L’economia del mondo occidentale si fonda sull’eterna modificazione delle stesse cose: innovare, cambiare, ammodernare. Ma sono tutti tentativi di allontanare la presenza inquietante del disfacimento. La morte è dunque il limite contro cui si scontra la società di mercato. Essa rivela l’impostura. Nascondendo la morte, la società liquida induce un disarmo morale. Rende inconcepibile il dolore e il limite. Come quel personaggio di La montagna incantata di Thomas Mann, Mynheer-Pieter Peeperkorn, abbiamo messo al centro della nostra vita il piacere, ma una volta sopraggiunta l’impotenza, ricorriamo al suicidio.
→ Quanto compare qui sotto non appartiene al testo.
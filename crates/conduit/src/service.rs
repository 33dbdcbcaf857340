//! The transport-agnostic protocol engine.
//!
//! The engine owns the correlation state for every connected transport:
//! pending outgoing requests keyed by `(connection, session, request-id)`,
//! incoming requests with their abort handles, and the progress-token index.
//! Handlers are registered through [`Feature`]s and run on the tokio pool;
//! every shared map sits behind a lock and is never held across an await.

use std::{
    collections::{HashMap, HashSet},
    future::Future,
    panic::AssertUnwindSafe,
    sync::{Arc, Mutex, RwLock, Weak},
    time::Duration,
};

use chrono::{DateTime, Utc};
use futures::{FutureExt, future::BoxFuture};
use serde_json::Value;
use tokio::sync::{mpsc, oneshot};
use tokio_util::sync::CancellationToken;
use tracing::Instrument;

use crate::{
    error::{ProtocolError, ServiceError},
    model::{
        CancelledNotificationParam, ErrorData, JsonRpcMessage, JsonRpcNotification,
        JsonRpcRequest, ProgressNotificationParam, ProgressToken, RequestId, method,
    },
    session::{SessionContext, SessionId},
    transport::{IncomingHandler, MessageContext, SendRoute, Transport},
};

pub mod feature;
pub mod hooks;
pub mod id;

pub use feature::{Feature, FeatureContext};
pub use hooks::Hooks;
pub use id::{GenerateOptions, IdFormat, IdGenerator, UuidIdGenerator};

pub const DEFAULT_REQUEST_TIMEOUT: Duration = Duration::from_secs(60);

/// Engine-generated connection identifier, unique for the engine's lifetime.
pub type ConnectionId = String;

/// Optional message validation installed on the engine. Implementations own
/// whatever schemas they validate against; a failed validation is answered
/// with the returned error when the message was a request, and dropped
/// otherwise.
pub trait Validator: Send + Sync + 'static {
    fn validate(&self, message: &JsonRpcMessage) -> Result<(), ErrorData>;
}

pub type ProgressCallback = Arc<dyn Fn(ProgressNotificationParam) + Send + Sync>;

/// Options for one outgoing send.
#[derive(Clone, Default)]
pub struct SendOptions {
    pub route: SendRoute,
    /// Response wait ceiling; [`DEFAULT_REQUEST_TIMEOUT`] when unset.
    pub timeout: Option<Duration>,
    /// Restart the timeout timer whenever a progress notification arrives for
    /// this request's token.
    pub reset_timeout_on_progress: bool,
    /// Absolute cap on the wait, regardless of progress resets.
    pub max_total_timeout: Option<Duration>,
    pub on_progress: Option<ProgressCallback>,
    /// External abort: cancelling this token stops waiting on the response
    /// and cleans up, without notifying the peer.
    pub signal: Option<CancellationToken>,
}

impl SendOptions {
    pub fn routed(route: SendRoute) -> Self {
        SendOptions {
            route,
            ..Self::default()
        }
    }
}

/// What a handler gets to work with.
#[derive(Clone)]
pub struct HandlerContext {
    /// Facade for talking back to the peer on the originating connection.
    pub peer: Peer,
    pub session: Option<SessionContext>,
    /// Instance tag of the transport that delivered the message.
    pub instance_id: String,
    pub id_generator: Arc<dyn IdGenerator>,
}

#[derive(Clone)]
pub struct HandlerInfo {
    pub method: String,
    pub received_at: DateTime<Utc>,
    /// Transport-supplied metadata, opaque to the engine.
    pub metadata: Option<Value>,
    /// Tripped when the peer cancels this request. Handlers may ignore it;
    /// the engine suppresses the response either way.
    pub signal: CancellationToken,
}

pub type HandlerResult = Result<Value, ErrorData>;

/// A registered request or notification handler.
pub trait MethodHandler: Send + Sync + 'static {
    fn handle(
        &self,
        message: JsonRpcMessage,
        ctx: HandlerContext,
        info: HandlerInfo,
    ) -> BoxFuture<'static, HandlerResult>;
}

struct FnHandler<F>(F);

impl<F, Fut> MethodHandler for FnHandler<F>
where
    F: Fn(JsonRpcMessage, HandlerContext, HandlerInfo) -> Fut + Send + Sync + 'static,
    Fut: Future<Output = HandlerResult> + Send + 'static,
{
    fn handle(
        &self,
        message: JsonRpcMessage,
        ctx: HandlerContext,
        info: HandlerInfo,
    ) -> BoxFuture<'static, HandlerResult> {
        Box::pin((self.0)(message, ctx, info))
    }
}

/// Wrap an async closure as a [`MethodHandler`].
pub fn handler_fn<F, Fut>(f: F) -> Arc<dyn MethodHandler>
where
    F: Fn(JsonRpcMessage, HandlerContext, HandlerInfo) -> Fut + Send + Sync + 'static,
    Fut: Future<Output = HandlerResult> + Send + 'static,
{
    Arc::new(FnHandler(f))
}

#[derive(Debug, Clone, PartialEq, Eq, Hash)]
struct CorrelationKey {
    connection: ConnectionId,
    session: Option<SessionId>,
    request: RequestId,
}

#[derive(Debug, Clone, PartialEq, Eq, Hash)]
struct ProgressKey {
    connection: ConnectionId,
    session: Option<SessionId>,
    token: ProgressToken,
}

struct PendingEntry {
    responder: oneshot::Sender<Result<JsonRpcMessage, ServiceError>>,
    /// Cancelled whenever the entry leaves the table; stops the timer.
    settled: CancellationToken,
    on_progress: Option<ProgressCallback>,
    reset_timeout: Option<mpsc::UnboundedSender<()>>,
    progress_key: Option<ProgressKey>,
}

struct ConnectionEntry {
    transport: Arc<dyn Transport>,
}

pub struct ProtocolOptions {
    pub request_timeout: Duration,
    /// When set, outgoing requests through a [`Peer`] fail unless the
    /// session's negotiated client capabilities cover the method.
    pub enforce_strict_capabilities: bool,
    pub id_generator: Arc<dyn IdGenerator>,
    pub validator: Option<Arc<dyn Validator>>,
    pub hooks: Hooks,
}

impl Default for ProtocolOptions {
    fn default() -> Self {
        ProtocolOptions {
            request_timeout: DEFAULT_REQUEST_TIMEOUT,
            enforce_strict_capabilities: false,
            id_generator: Arc::new(UuidIdGenerator),
            validator: None,
            hooks: Hooks::default(),
        }
    }
}

struct ProtocolCore {
    options: ProtocolOptions,
    connections: RwLock<HashMap<ConnectionId, ConnectionEntry>>,
    handlers: RwLock<HashMap<String, Arc<dyn MethodHandler>>>,
    pending: Mutex<HashMap<CorrelationKey, PendingEntry>>,
    progress: Mutex<HashMap<ProgressKey, CorrelationKey>>,
    incoming: Mutex<HashMap<CorrelationKey, CancellationToken>>,
    ready_sessions: Mutex<HashSet<SessionId>>,
}

/// The protocol engine. Cheap to clone; all clones share one core.
#[derive(Clone)]
pub struct Protocol {
    core: Arc<ProtocolCore>,
}

impl Default for Protocol {
    fn default() -> Self {
        Protocol::new(ProtocolOptions::default())
    }
}

impl Protocol {
    pub fn new(options: ProtocolOptions) -> Self {
        Protocol {
            core: Arc::new(ProtocolCore {
                options,
                connections: RwLock::new(HashMap::new()),
                handlers: RwLock::new(HashMap::new()),
                pending: Mutex::new(HashMap::new()),
                progress: Mutex::new(HashMap::new()),
                incoming: Mutex::new(HashMap::new()),
                ready_sessions: Mutex::new(HashSet::new()),
            }),
        }
    }

    /// Install a feature: run its `initialize` against the shared handler
    /// table.
    pub fn add_feature(&self, feature: &dyn Feature) -> Result<(), ProtocolError> {
        let mut handlers = self.core.handlers.write().expect("handler table poisoned");
        let mut ctx = FeatureContext {
            handlers: &mut handlers,
        };
        feature.initialize(&mut ctx)
    }

    /// Attach a transport: mint a connection id, install the incoming
    /// callback, and start the transport.
    pub async fn connect(
        &self,
        transport: Arc<dyn Transport>,
    ) -> Result<ConnectionId, ProtocolError> {
        let connection = self
            .core
            .options
            .id_generator
            .generate(GenerateOptions::prefixed("conn"));
        self.core
            .connections
            .write()
            .expect("connection table poisoned")
            .insert(
                connection.clone(),
                ConnectionEntry {
                    transport: transport.clone(),
                },
            );

        // The callback holds the core weakly; the engine owns its
        // connections, the transport must not own the engine back.
        let weak = Arc::downgrade(&self.core);
        let callback_connection = connection.clone();
        let incoming: IncomingHandler = Arc::new(move |message, context| {
            let weak: Weak<ProtocolCore> = weak.clone();
            let connection = callback_connection.clone();
            Box::pin(async move {
                let Some(core) = weak.upgrade() else {
                    return;
                };
                tokio::spawn(
                    ProtocolCore::dispatch(core, connection.clone(), message, context)
                        .instrument(tracing::debug_span!("dispatch", %connection)),
                );
            })
        });

        if let Err(error) = transport.connect(incoming).await {
            self.core
                .connections
                .write()
                .expect("connection table poisoned")
                .remove(&connection);
            return Err(error.into());
        }
        tracing::info!(%connection, transport = transport.instance_id(), "transport connected");
        Ok(connection)
    }

    /// Detach a connection: fail its pending requests, trip its incoming
    /// aborts, and stop the transport.
    pub async fn disconnect(&self, connection: &ConnectionId) -> Result<(), ProtocolError> {
        let entry = self
            .core
            .connections
            .write()
            .expect("connection table poisoned")
            .remove(connection);

        self.core
            .fail_pending_matching(|key| key.connection == *connection);
        self.core
            .trip_incoming_matching(|key| key.connection == *connection);

        if let Some(entry) = entry {
            entry.transport.disconnect().await?;
            tracing::info!(%connection, "transport disconnected");
        }
        Ok(())
    }

    /// Send a message on a connection. Notifications (structurally, or by the
    /// `notifications/` method prefix) are fire-and-forget and resolve with
    /// `None`; requests resolve with the full response envelope.
    pub async fn send(
        &self,
        connection: &ConnectionId,
        message: JsonRpcMessage,
        options: SendOptions,
    ) -> Result<Option<JsonRpcMessage>, ServiceError> {
        let transport = self
            .core
            .transport_of(connection)
            .ok_or_else(|| ServiceError::UnknownConnection(connection.clone()))?;

        // Type is determined by the method string: the `notifications/`
        // prefix means fire-and-forget even for a message carrying an id.
        let is_notification = matches!(&message, JsonRpcMessage::Notification(_))
            || message
                .method()
                .is_some_and(|m| m.starts_with(method::NOTIFICATION_PREFIX));

        match &message {
            _ if is_notification => {
                hooks::fire_message(
                    &self.core.options.hooks.on_before_send_notification,
                    &message,
                );
                transport.send(message.clone(), options.route).await?;
                hooks::fire_message(
                    &self.core.options.hooks.on_after_send_notification,
                    &message,
                );
                Ok(None)
            }
            JsonRpcMessage::Request(request) => self
                .core
                .send_request(connection, transport, request.clone(), options)
                .await
                .map(Some),
            // Raw responses and errors pass straight through.
            _ => {
                transport.send(message, options.route).await?;
                Ok(None)
            }
        }
    }

    /// Send a request with an id minted by the configured generator.
    pub async fn request(
        &self,
        connection: &ConnectionId,
        method: impl Into<String>,
        params: Option<Value>,
        options: SendOptions,
    ) -> Result<JsonRpcMessage, ServiceError> {
        let id = self
            .core
            .options
            .id_generator
            .generate(GenerateOptions::prefixed("req"));
        let message = JsonRpcMessage::request(id, method, params);
        self.send(connection, message, options)
            .await?
            .ok_or(ServiceError::NotARequest)
    }

    /// Send a notification routed at a session's background channel.
    pub async fn notify(
        &self,
        connection: &ConnectionId,
        method: impl Into<String>,
        params: Option<Value>,
        route: SendRoute,
    ) -> Result<(), ServiceError> {
        self.send(
            connection,
            JsonRpcMessage::notification(method, params),
            SendOptions::routed(route),
        )
        .await
        .map(|_| ())
    }

    /// Shut the engine down: every pending request is rejected with a
    /// connection-closed error, every incoming abort is tripped, every
    /// connection's transport is disconnected, and the maps are cleared.
    pub async fn close(&self) -> Result<(), ProtocolError> {
        self.core.fail_pending_matching(|_| true);
        self.core.trip_incoming_matching(|_| true);
        self.core
            .progress
            .lock()
            .expect("progress index poisoned")
            .clear();

        let connections: Vec<(ConnectionId, ConnectionEntry)> = self
            .core
            .connections
            .write()
            .expect("connection table poisoned")
            .drain()
            .collect();
        for (id, entry) in connections {
            if let Err(error) = entry.transport.disconnect().await {
                tracing::warn!(connection = %id, %error, "transport disconnect failed during close");
            }
        }
        self.core
            .ready_sessions
            .lock()
            .expect("ready set poisoned")
            .clear();
        if let Some(hook) = &self.core.options.hooks.on_close {
            hook();
        }
        Ok(())
    }
}
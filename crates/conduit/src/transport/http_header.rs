//! Header names and MIME types used by the streamable HTTP transport.

pub const HEADER_SESSION_ID: &str = "Mcp-Session-Id";
pub const HEADER_LAST_EVENT_ID: &str = "Last-Event-ID";

pub const JSON_MIME_TYPE: &str = "application/json";
pub const EVENT_STREAM_MIME_TYPE: &str = "text/event-stream";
La fine della morte, la fuga davanti al dolore nostro e degli altri, determina la fine dei valori umanistici. Eutansia significa affermare, implicitamente, che l’unica vita degna è quella sana, incorrotta, felice. Un atteggiamento che va di pari passo con l’igienismo imperante e la sua ambizione a un’esistenza asettica e pianificata. Ci si dimentica che è per mezzo della morte e delle tombe che si acquista la propria umanità e si realizza una comunità di affetti. Vegliare sullo scandalo della morte, accompagnare il morente è uno dei doveri a cui è chiamato l’essere umano. Come ha scritto Roland Barthes: “Poco importa per me sapere se Dio esiste o no, ma quel che so e che saprò sino all’ultimo è che non avrebbe dovuto inventare insieme amore e morte“.
Si ama più intensamente e si sta accanto a ciò che va morendo. L’eutanasia appare come una volontà di sbarazzarsi frettolosamente di ciò che è debole e moribondo. Mentre ciò che caratterizza la civiltà è la cura, la compassione, il rispetto della debolezza. I sostenitori dell’eutanasia dicono che il loro modello è l’Olanda. Noi affermiamo che l’Olanda è il paese più barbaro d’Europa.
Il “New York Times” e le più importanti riviste mediche del mondo, tutte a favore della pratica in questione, hanno scoperto che, nelle cliniche della morte olandesi, centinaia di malati fisici e psichici (depressi, ciechi, disabili, malati di Alzheimer, autistici, col Parkinson, schizofrenici, affetti da gravi disturbi alimentari…) hanno trovato la morte con l’eutanasia. Dove sono la cura? La pietà? Le terapie?
Il compito del medico non è organizzare e predisporre una vita sana, ma alleviare le sofferenze. Come ha scritto un grande medico ebreo, laico, Lucien Israël: “Anni di faccia a faccia con la malattia mi hanno insegnato che quella di guarire non è l’unica richiesta del malato grave. Talvolta dentro di sé egli sa che questo non è possibile, ma ha bisogno di incontrare degli esseri umani che riconoscono, attraverso le loro azioni di cura, il valore sacro della sua vita. Se sente che siamo al suo fianco, il malato riesce anche ad accettare il fatto che la vita umana è limitata e a fare la pace col suo destino. Ma non lo accetta se non c’è qualcuno che si dedica a lui, e ha ragione“.
Di questo abbiamo bisogno. Non della morte comminata per via medica.